MATERIAL SHOWN
use crate::scaler::scale;

/// Scale a quantity string, e.g. `{{ "1/2 cup" | scale(2) }}` renders `1 cup`.
pub fn scale_filter(value: &str, ratio: f64) -> String {
    scale(value, ratio)
}

#[cfg(test)]
mod tests {
    use super::*;
    use minijinja::Environment;
    use test_case::test_case;

    #[test_case(r#"{{ "1/2 cup" | scale(2) }}"#, "1 cup"; "integer ratio")]
    #[test_case(r#"{{ "3/4 tsp" | scale(0.5) }}"#, "3/8 tsp"; "float ratio")]
    #[test_case(r#"{{ "to taste" | scale(3) }}"#, "to taste"; "text only")]
    fn scale_in_template(template: &str, expected: &str) {
        let mut env = Environment::new();
        env.add_filter("scale", scale_filter);
        assert_eq!(env.render_str(template, ()).unwrap(), expected);
    }
}
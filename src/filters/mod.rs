pub mod numeric;
pub mod quantity;
pub mod timer;

pub use numeric::{amount_filter, numeric_filter};
pub use quantity::scale_filter;
pub use timer::countdown_filter;
//! Error types for the recipe-walkthrough library.

use thiserror::Error;

/// Error type for this crate.
#[derive(Error, Debug)]
pub enum Error {
    /// The recipe document is not valid JSON for the recipe model.
    #[error("error parsing recipe document")]
    DocumentParseError(#[from] serde_json::Error),

    /// The recipe document is not valid YAML for the recipe model.
    #[error("error parsing YAML recipe document")]
    YamlParseError(#[from] serde_yaml::Error),

    /// No recipe with the requested name.
    #[error("no recipe named {0:?}")]
    RecipeNotFound(String),

    /// A recipe was requested from a document that holds none.
    #[error("recipe document has no recipes")]
    EmptyDocument,

    /// A save request carried an unusable body.
    #[error(transparent)]
    InvalidPayload(#[from] PayloadError),

    /// An error occurred when generating a report from a template.
    #[error("template error")]
    TemplateError(#[from] minijinja::Error),

    /// Reading or writing the recipe store failed.
    #[error(transparent)]
    StoreError(#[from] anyhow::Error),
}

/// Reasons a save request is rejected.
///
/// The messages are the ones returned to the client.
#[derive(Error, Debug)]
pub enum PayloadError {
    /// The request body is not JSON.
    #[error("Failed to parse incoming JSON data")]
    MalformedBody(#[source] serde_json::Error),

    /// The body has no string `recipe` field.
    #[error("Invalid recipe data received")]
    MissingRecipe,

    /// The `recipe` field is not JSON.
    #[error("Invalid JSON format in recipe data")]
    InvalidRecipeJson(#[source] serde_json::Error),

    /// The recipe document has no non-empty `recipes` array, or its first recipe is unusable.
    #[error("Parsed recipe data structure is invalid")]
    InvalidStructure,
}

impl Error {
    /// HTTP status a host should answer with when serving this error.
    ///
    /// Rejected payloads are client errors, a missing recipe is not found, everything else is
    /// an internal error.
    #[must_use]
    pub fn status_code(&self) -> u16 {
        match self {
            Error::InvalidPayload(_) => 400,
            Error::RecipeNotFound(_) => 404,
            _ => 500,
        }
    }

    /// Format the error with full context including source chain and helpful hints
    ///
    /// This method provides comprehensive error formatting that includes:
    /// - The main error message
    /// - The complete chain of error causes
    /// - Template-specific context for common errors
    ///
    /// # Example
    /// ```no_run
    /// use recipe_walkthrough::render_template;
    ///
    /// let document = r#"{ "recipes": [ { "name": "Toast" } ] }"#;
    /// let template = "{% for step in steps %}{{ step }}{% endfor"; // Missing %}
    ///
    /// match render_template(document, template) {
    ///     Ok(result) => println!("{}", result),
    ///     Err(err) => eprintln!("{}", err.format_with_source()),
    /// }
    /// ```
    #[must_use]
    pub fn format_with_source(&self) -> String {
        use std::fmt::Write;

        let mut output = String::new();

        if let Error::TemplateError(minijinja_err) = self {
            // Use minijinja's debug display which includes line numbers and source context
            let _ = write!(output, "{}", minijinja_err.display_debug_info());

            match minijinja_err.kind() {
                minijinja::ErrorKind::SyntaxError => {
                    output.push_str("\n\nHint: This is a syntax error. Check for:");
                    output.push_str("\n  • Missing closing tags ({% endfor %}, {% endif %}, etc.)");
                    output.push_str("\n  • Invalid Jinja2 syntax");
                    output.push_str("\n  • Unclosed strings or brackets");
                }
                minijinja::ErrorKind::UndefinedError => {
                    output.push_str("\n\nHint: A variable or attribute is undefined. Check that:");
                    output
                        .push_str("\n  • All variables used in the template exist in the context");
                    output.push_str("\n  • Optional step fields (timer, demo_url) are guarded");
                }
                minijinja::ErrorKind::InvalidOperation => {
                    output.push_str("\n\nHint: Invalid operation. Check that:");
                    output.push_str("\n  • Functions are called with correct arguments");
                    output.push_str("\n  • Filters are applied to compatible values");
                }
                _ => {}
            }
        } else {
            let _ = write!(output, "Error: {self:#}");
        }

        let mut current_error: &dyn std::error::Error = self;
        while let Some(source) = current_error.source() {
            let _ = write!(output, "\n\nCaused by:\n    {source:#}");
            current_error = source;
        }

        output
    }
}
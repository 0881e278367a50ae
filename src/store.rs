//! Where recipes come from and where new ones go.
//!
//! A [`RecipeProvider`] hands out recipes by name. A [`RecipeStore`] additionally supports a
//! read-modify-write of the whole document; concurrent writers overwrite each other and the last
//! one wins.
//!
//! Stored recipes are kept exactly as they were submitted. Only reading them through a
//! [`RecipeProvider`] applies the recipe model, and recipes that don't fit it are skipped there.
use crate::error::{Error, PayloadError};
use crate::model::{Recipe, RecipeBook};
use crate::parser::{DocumentFormat, parse_document, write_document};
use anyhow::Context;
use serde::{Deserialize, Serialize};
use serde_json::{Map, Value};
use std::io::ErrorKind;
use std::path::{Path, PathBuf};

/// Source of recipes by name.
pub trait RecipeProvider {
    /// Look up a recipe.
    ///
    /// # Errors
    ///
    /// Returns [`RecipeNotFound`][`Error::RecipeNotFound`] when there is no such recipe, or
    /// whatever reading the recipes failed with.
    fn recipe(&self, name: &str) -> Result<Recipe, Error>;

    /// Names of all recipes, in document order.
    ///
    /// # Errors
    ///
    /// Returns whatever reading the recipes failed with.
    fn recipe_names(&self) -> Result<Vec<String>, Error>;
}

impl RecipeProvider for RecipeBook {
    fn recipe(&self, name: &str) -> Result<Recipe, Error> {
        self.find(name)
            .cloned()
            .ok_or_else(|| Error::RecipeNotFound(name.to_string()))
    }

    fn recipe_names(&self) -> Result<Vec<String>, Error> {
        Ok(self.names().map(String::from).collect())
    }
}

/// A stored recipe document.
///
/// Recipes and any other top-level keys are kept as written, whatever their shape.
#[derive(Clone, Debug, Default, PartialEq, Serialize, Deserialize)]
pub struct StoredDocument {
    /// Recipes in document order, untouched.
    pub recipes: Vec<Value>,

    /// Other top-level keys.
    #[serde(flatten)]
    pub other: Map<String, Value>,
}

impl StoredDocument {
    /// The recipes that fit the recipe model. The others are skipped with a warning.
    #[must_use]
    pub fn book(&self) -> RecipeBook {
        let recipes = self
            .recipes
            .iter()
            .enumerate()
            .filter_map(
                |(index, value)| match serde_json::from_value::<Recipe>(value.clone()) {
                    Ok(recipe) => Some(recipe),
                    Err(err) => {
                        log::warn!("skipping stored recipe #{index}: {err}");
                        None
                    }
                },
            )
            .collect();
        RecipeBook { recipes }
    }
}

/// A recipe document that can be read and overwritten.
pub trait RecipeStore {
    /// Read the whole document.
    ///
    /// # Errors
    ///
    /// Returns [`StoreError`][`Error::StoreError`] when the document can't be read.
    fn load(&self) -> Result<StoredDocument, Error>;

    /// Overwrite the whole document.
    ///
    /// # Errors
    ///
    /// Returns [`StoreError`][`Error::StoreError`] when the document can't be written.
    fn save(&self, document: &StoredDocument) -> Result<(), Error>;

    /// Add a recipe at the end of the document, keeping everything already there.
    ///
    /// # Errors
    ///
    /// Returns whatever [`load`][`Self::load`] or [`save`][`Self::save`] fail with.
    fn append(&self, recipe: Value) -> Result<(), Error> {
        let mut document = self.load()?;
        document.recipes.push(recipe);
        self.save(&document)
    }
}

/// A recipe document kept in a single file.
///
/// The format follows the extension, see [`DocumentFormat::from_path`]. A missing file reads as
/// an empty document, and so does one without a `recipes` array (with a warning); the next save
/// replaces it.
#[derive(Clone, Debug)]
pub struct FileStore {
    path: PathBuf,
    format: DocumentFormat,
}

impl FileStore {
    /// A store backed by the file at `path`. The file doesn't have to exist yet.
    pub fn new<P: Into<PathBuf>>(path: P) -> Self {
        let path = path.into();
        let format = DocumentFormat::from_path(&path);
        Self { path, format }
    }

    /// Location of the document.
    #[must_use]
    pub fn path(&self) -> &Path {
        &self.path
    }
}

impl RecipeStore for FileStore {
    fn load(&self) -> Result<StoredDocument, Error> {
        let source = match std::fs::read_to_string(&self.path) {
            Ok(source) => source,
            Err(err) if err.kind() == ErrorKind::NotFound => {
                log::debug!(
                    "{} does not exist yet, starting empty",
                    self.path.display()
                );
                return Ok(StoredDocument::default());
            }
            Err(err) => {
                return Err(anyhow::Error::new(err)
                    .context(format!("reading recipe document {}", self.path.display()))
                    .into());
            }
        };

        Ok(
            parse_document(&source, self.format).unwrap_or_else(|err| {
                log::warn!("{} is malformed, resetting: {err}", self.path.display());
                StoredDocument::default()
            }),
        )
    }

    fn save(&self, document: &StoredDocument) -> Result<(), Error> {
        let contents = write_document(document, self.format)?;
        std::fs::write(&self.path, contents)
            .with_context(|| format!("writing recipe document {}", self.path.display()))?;
        Ok(())
    }
}

impl RecipeProvider for FileStore {
    fn recipe(&self, name: &str) -> Result<Recipe, Error> {
        self.load()?.book().recipe(name)
    }

    fn recipe_names(&self) -> Result<Vec<String>, Error> {
        self.load()?.book().recipe_names()
    }
}

#[derive(Deserialize)]
struct SaveRequest {
    recipe: Option<Value>,
}

#[derive(Deserialize)]
struct SubmittedDocument {
    recipes: Option<Vec<Value>>,
}

/// Handle a save request: append the submitted recipe to `store`.
///
/// The body is `{ "recipe": "<recipe document as a JSON string>" }`, where the document has the
/// usual `{ "recipes": [...] }` shape. Only its first recipe is saved, as submitted. Returns the
/// saved recipe.
///
/// # Errors
///
/// Returns [`InvalidPayload`][`Error::InvalidPayload`] when the body is rejected (see
/// [`PayloadError`]), or the store's error when appending fails.
pub fn save_recipe<S: RecipeStore + ?Sized>(store: &S, body: &str) -> Result<Value, Error> {
    let request: SaveRequest = serde_json::from_str(body).map_err(PayloadError::MalformedBody)?;

    let Some(Value::String(document)) = request.recipe else {
        return Err(PayloadError::MissingRecipe.into());
    };
    if document.is_empty() {
        return Err(PayloadError::MissingRecipe.into());
    }

    let submitted: SubmittedDocument = serde_json::from_str::<Value>(&document)
        .map_err(PayloadError::InvalidRecipeJson)
        .and_then(|value| {
            serde_json::from_value(value).map_err(|_| PayloadError::InvalidStructure)
        })?;

    let recipe = submitted
        .recipes
        .and_then(|recipes| recipes.into_iter().next())
        .ok_or(PayloadError::InvalidStructure)?;

    store.append(recipe.clone())?;
    log::debug!("saved recipe {:?}", recipe.get("name"));
    Ok(recipe)
}
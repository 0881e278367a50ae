use crate::walkthrough::format_time;

/// Countdown text for a number of seconds, empty once time is up.
pub fn countdown_filter(seconds: u32) -> String {
    format_time(seconds).unwrap_or_default()
}

#[cfg(test)]
mod tests {
    use super::*;

    #[test]
    fn countdown() {
        assert_eq!(countdown_filter(92), "1 min 32 sec left");
        assert_eq!(countdown_filter(0), "");
    }
}
use super::Timer;
use serde::{Deserialize, Serialize};
use std::fmt::Display;

/// A step of the cooking guide.
///
/// The front of the step card shows the title, image, description and timer; the back shows
/// the demo and the tips.
#[derive(Clone, Debug, Default, PartialEq, Serialize, Deserialize)]
#[serde(rename_all = "camelCase")]
pub struct Step {
    /// Short heading.
    pub title: String,

    /// What to do.
    #[serde(default)]
    pub description: String,

    /// Picture for the front of the card.
    #[serde(default, skip_serializing_if = "Option::is_none")]
    pub image_url: Option<String>,

    /// Countdown length for this step.
    #[serde(
        default,
        rename = "timerDuration",
        skip_serializing_if = "Option::is_none"
    )]
    pub timer: Option<Timer>,

    /// Demo video or animation for the back of the card.
    #[serde(default, skip_serializing_if = "Option::is_none")]
    pub demo_url: Option<String>,

    /// Tips for the back of the card.
    #[serde(default, skip_serializing_if = "Vec::is_empty")]
    pub tips: Vec<String>,
}

/// A [`Step`] together with its 1-based position, for templates.
///
/// # Usage
///
/// If you have a `step`, then the following are valid ways to use it.
///
/// ```text
/// {{ step }}
/// {{ step.number }}
/// {{ step.title }}
/// {{ step.description }}
/// {{ step.image_url }}
/// {{ step.timer }}
/// {{ step.demo_url }}
/// {% for tip in step.tips %}{{ tip }}{% endfor %}
/// ```
///
/// `{{ step }}` renders the number and the title, e.g. `1. Mix ingredients`. Missing optional
/// fields are undefined.
#[derive(Clone, Debug)]
pub struct NumberedStep {
    step: Step,
    number: usize,
}

impl NumberedStep {
    /// Wrap `step` as the `number`th step.
    #[must_use]
    pub fn new(step: Step, number: usize) -> Self {
        Self { step, number }
    }
}

impl From<NumberedStep> for minijinja::Value {
    fn from(value: NumberedStep) -> Self {
        Self::from_object(value)
    }
}

impl Display for NumberedStep {
    fn fmt(&self, f: &mut std::fmt::Formatter<'_>) -> std::fmt::Result {
        write!(f, "{}. {}", self.number, self.step.title)
    }
}

impl minijinja::value::Object for NumberedStep {
    fn repr(self: &std::sync::Arc<Self>) -> minijinja::value::ObjectRepr {
        minijinja::value::ObjectRepr::Plain
    }

    fn get_value(self: &std::sync::Arc<Self>, key: &minijinja::Value) -> Option<minijinja::Value> {
        match key.as_str()? {
            "number" => Some(minijinja::Value::from(self.number)),
            "title" => Some(minijinja::Value::from(&self.step.title)),
            "description" => Some(minijinja::Value::from(&self.step.description)),
            "image_url" => self.step.image_url.as_ref().map(minijinja::Value::from),
            "timer" => self.step.timer.map(minijinja::Value::from),
            "demo_url" => self.step.demo_url.as_ref().map(minijinja::Value::from),
            "tips" => Some(minijinja::Value::from(self.step.tips.clone())),
            _ => None,
        }
    }

    fn render(self: &std::sync::Arc<Self>, f: &mut std::fmt::Formatter<'_>) -> std::fmt::Result
    where
        Self: Sized + 'static,
    {
        self.fmt(f)
    }
}

#[cfg(test)]
mod tests {
    use super::*;
    use crate::model::tests::get_book_and_env;
    use minijinja::{Value, context};
    use test_case::test_case;

    const STEPS: &str = r#"{ "recipes": [ { "name": "Muffins", "steps": [
        { "title": "Mix ingredients", "description": "Stir together the bananas.",
          "imageUrl": "/images/mix.jpg", "timerDuration": 92,
          "demoUrl": "/demos/mix.mp4", "tips": ["Use ripe bananas.", "Don't overmix."] },
        { "title": "Combine dry ingredients" }
    ] } ] }"#;

    #[test_case(0, "{{ step }}", "1. Mix ingredients"; "display")]
    #[test_case(0, "{{ step.number }}", "1"; "number")]
    #[test_case(0, "{{ step.description }}", "Stir together the bananas."; "description")]
    #[test_case(0, "{{ step.image_url }}", "/images/mix.jpg"; "image")]
    #[test_case(0, "{{ step.timer }}", "1 min 32 sec"; "timer")]
    #[test_case(0, "{{ step.demo_url }}", "/demos/mix.mp4"; "demo")]
    #[test_case(0, "{{ step.tips | join(' ') }}", "Use ripe bananas. Don't overmix."; "tips")]
    #[test_case(1, "{{ step }}", "2. Combine dry ingredients"; "second step")]
    #[test_case(1, "{% if step.timer %}timed{% else %}untimed{% endif %}", "untimed"; "no timer")]
    #[test_case(1, "{{ step.tips | length }}", "0"; "no tips")]
    fn step(index: usize, template: &str, expected: &str) {
        let (book, env) = get_book_and_env(STEPS, template);

        let step = NumberedStep::new(book.recipes[0].steps[index].clone(), index + 1);
        let context = context! {
            step => Value::from(step)
        };

        let template = env.get_template("test").unwrap();
        assert_eq!(expected, template.render(context).unwrap());
    }

    #[test]
    fn timer_key_matches_document() {
        let (book, _) = get_book_and_env(STEPS, "");
        let written = serde_json::to_value(&book.recipes[0].steps[0]).unwrap();
        assert_eq!(written["timerDuration"], 92);
        assert_eq!(written["imageUrl"], "/images/mix.jpg");
    }
}
//! A plain-text chat front-end for OpenAI-compatible models.
//!
//! The crate ships a terminal REPL and a small web service. And you can
//! also use it as a library: [`AppConfig`] wires a [`core::ChatService`]
//! from the environment and [`Session`] keeps a conversation going.

#![deny(missing_docs)]

#[allow(unused_imports)]
#[macro_use]
extern crate tracing;

mod config;
#[cfg(feature = "server")]
pub mod server;
mod session;

pub use config::{AppConfig, ConfigError};
pub use session::{Command, Session, SessionBuilder, parse_command};

/// Re-exports of [`plainchat_core`] crate.
pub mod core {
    pub use plainchat_core::*;
}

EXERCISE GOAL
The answer must be every line of the data that contains the word "contents".

SOLUTION TO THIS TASK
        let contents = write_document(document, self.format)?;
        std::fs::write(&self.path, contents)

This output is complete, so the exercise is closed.